Pisanello always had a considerable interest in the depiction of animals. In this article, we discuss how that interest was viewed by Adolfo Venturi.

It is known to most that Pisanello, one of the major painters of the northern Italian art scene during the 15th century, had a considerable interest in the depiction of animals: we find them in several of his works, and they are the protagonists of a large number of studies and drawings. Any contribution dedicated to Pisanello never neglects to analyze this particular aspect of his production. And an analysis of thenaturalistic investigation in the work of Antonio di Puccio Pisano (this is his real name) is also conducted in what is considered one of the first reasoned studies on the artist: it is the preface to the critical edition of Vasari’s Lives of Gentile da Fabriano and Pisanello, edited by Adolfo Venturi and published by the Florentine publisher Sansoni in 1896.

Studio per la testa di un cavallo
Head of a Horse (probable study for the fresco of Saint George; c. 1433-1438 or c. 1450; Paris, Louvre, Cabinet des Dessins)
We start with an assumption: that Pisanello is a keen observer of reality, who for his art takes his cue, according to Venturi, from the world around him, “and more from the earth than from man, more from the life of animals than from himself or his fellow men.” Venturi’s words that the artist was more interested in man than in animals would seem to be confirmed in his corpus of drawings, most of which are preserved in the Cabinet des Dessins of the Louvre: the human presence, in these drawings, is abundantly outclassed by the animal one. The spread of the late Gothic taste, with its fairy-tale and courtly atmospheres, required artists to be able to paint the animals that were often the protagonists of the narratives: so, of course, Pisanello is not the only artist of the period who had a strong interest in the world of nature. “Dogs of every species, horses and mules, monkeys, rare animals, common animals, birds seen flying through the valleys and in the Marchesan courts trained for hunting”: these are the animals that are part of Pisanello’s bestiary.

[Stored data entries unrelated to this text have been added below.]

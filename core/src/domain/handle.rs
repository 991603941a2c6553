//! Handle to the managed process.

use std::process::ExitStatus;

use tokio::sync::watch;
use tokio::task::JoinHandle;
use uuid::Uuid;

/// How the managed process ended.
#[derive(Debug, Clone, PartialEq, Eq)]
pub struct ExitReport {
    /// Exit code, if the process exited normally.
    pub code: Option<i32>,
    /// Human readable description (e.g., "exit status: 1").
    pub description: String,
}

impl ExitReport {
    /// Exit report for a process whose watcher went away without reporting.
    pub fn unknown() -> Self {
        Self {
            code: None,
            description: "exit status unknown".to_string(),
        }
    }

    /// Exit report for a failed wait on the child.
    pub fn wait_failed(err: &std::io::Error) -> Self {
        Self {
            code: None,
            description: format!("wait failed: {}", err),
        }
    }
}

impl From<ExitStatus> for ExitReport {
    fn from(status: ExitStatus) -> Self {
        Self {
            code: status.code(),
            description: status.to_string(),
        }
    }
}

impl std::fmt::Display for ExitReport {
    fn fmt(&self, f: &mut std::fmt::Formatter<'_>) -> std::fmt::Result {
        f.write_str(&self.description)
    }
}

/// Sender half paired with a handle's exit channel.
pub type ExitSender = watch::Sender<Option<ExitReport>>;

/// Handle to a launched instance of the managed process.
///
/// The child itself is owned by a background watcher that reaps it and
/// publishes the result on a watch channel. The handle only observes that
/// channel, so dropping or racing it never cancels the reap.
#[derive(Debug)]
pub struct ManagedProcessHandle {
    launch_id: Uuid,
    pid: u32,
    self_managed: bool,
    exit: watch::Receiver<Option<ExitReport>>,
    output: Vec<JoinHandle<()>>,
}

impl ManagedProcessHandle {
    /// Create a self-managed handle for `pid`, returning the sender the
    /// watcher uses to report the exit.
    pub fn channel(pid: u32) -> (Self, ExitSender) {
        let (tx, rx) = watch::channel(None);
        (Self::new(pid, rx), tx)
    }

    /// Create a self-managed handle observing `exit`.
    pub fn new(pid: u32, exit: watch::Receiver<Option<ExitReport>>) -> Self {
        Self {
            launch_id: Uuid::new_v4(),
            pid,
            self_managed: true,
            exit,
            output: Vec::new(),
        }
    }

    /// Attach the tasks forwarding the process output.
    pub fn with_output(mut self, output: Vec<JoinHandle<()>>) -> Self {
        self.output = output;
        self
    }

    /// Identifier correlating log lines of this launch.
    pub fn launch_id(&self) -> Uuid {
        self.launch_id
    }

    /// OS process ID.
    pub fn pid(&self) -> u32 {
        self.pid
    }

    /// Whether this launch is what occupies the port.
    pub fn is_self_managed(&self) -> bool {
        self.self_managed
    }

    /// Mark the port as owned by some other instance.
    pub fn mark_external(&mut self) {
        self.self_managed = false;
    }

    /// The exit report, once the process has exited.
    pub fn exit_report(&self) -> Option<ExitReport> {
        self.exit.borrow().clone()
    }

    /// Whether the process is still running.
    pub fn is_alive(&self) -> bool {
        // A closed channel without a report means the watcher is gone.
        self.exit.borrow().is_none() && self.exit.has_changed().is_ok()
    }

    /// Wait until the watcher has reaped the process.
    pub async fn wait_for_exit(&self) -> ExitReport {
        let mut rx = self.exit.clone();
        let result = match rx.wait_for(|report| report.is_some()).await {
            Ok(report) => (*report).clone(),
            Err(_) => self.exit.borrow().clone(),
        };
        result.unwrap_or_else(ExitReport::unknown)
    }

    /// Wait for the output forwarding tasks to reach end of stream.
    ///
    /// Returns the number of tasks drained. A child that left its pipes open
    /// in a grandchild keeps this pending, so callers bound it.
    pub async fn drain_output(&mut self) -> usize {
        let tasks = std::mem::take(&mut self.output);
        let count = tasks.len();
        for task in tasks {
            let _ = task.await;
        }
        count
    }
}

But evidently there must have been more to Pisanello than his contemporaries, because Venturi is convinced that the artist sought “preferably subjects with animals,” and in several of his paintings we see him as he “unleashes dogs, trots horses, and flies the birds he saw in the circumpadane plains of Ferrara, in the lakes and marshes formed by the Mincio around Mantua.” Pisanello’s, in essence, was probably a strong passion. To make a complete examination of Pisanello’s paintings in which animals appear would be a rather lengthy operation. But suffice it to mention a few famous examples, such as the celebrated Madonna of the Quail, preserved in the Castelvecchio Museum in Verona, in which, in addition to the bird that gives the painting its name, two goldfinches appear, one resting on a branch and the other spreading its wings to take flight: They symbolize the Passion of Christ, since the beast feeds on thistle seeds, the plant from which, according to tradition, Christ’s crown of thorns was made, and the red stain the goldfinch has on its head is a symbolic reference to Christ’s blood shed on the cross. We could mention the precise anatomies of the horses in the famous fresco with St. George and the princess in the church of St. Anastasia, also in Verona, where dogs of different breeds, a goat, and a dragon appear as well, around which the artist’s imagination has concentrated a series of human and animal remains devoured by the monster. And, of course, one cannot fail to give a brief mention to the Vision of St. Eustace from the National Gallery in London, a work in which the protagonist is depicted in the company of “many little birds” that “flutter around a patch of trees,” deer that “go to water in the rivulets of the bottom,” a lake with ducks, swans, pelicans, and storks, and even a bear that wanders among the ravines.

Particolari della Madonna della Quaglia
The quail and the two goldfinches, details from Madonna of the Quail (c. 1420; Verona, Museo di Castelvecchio)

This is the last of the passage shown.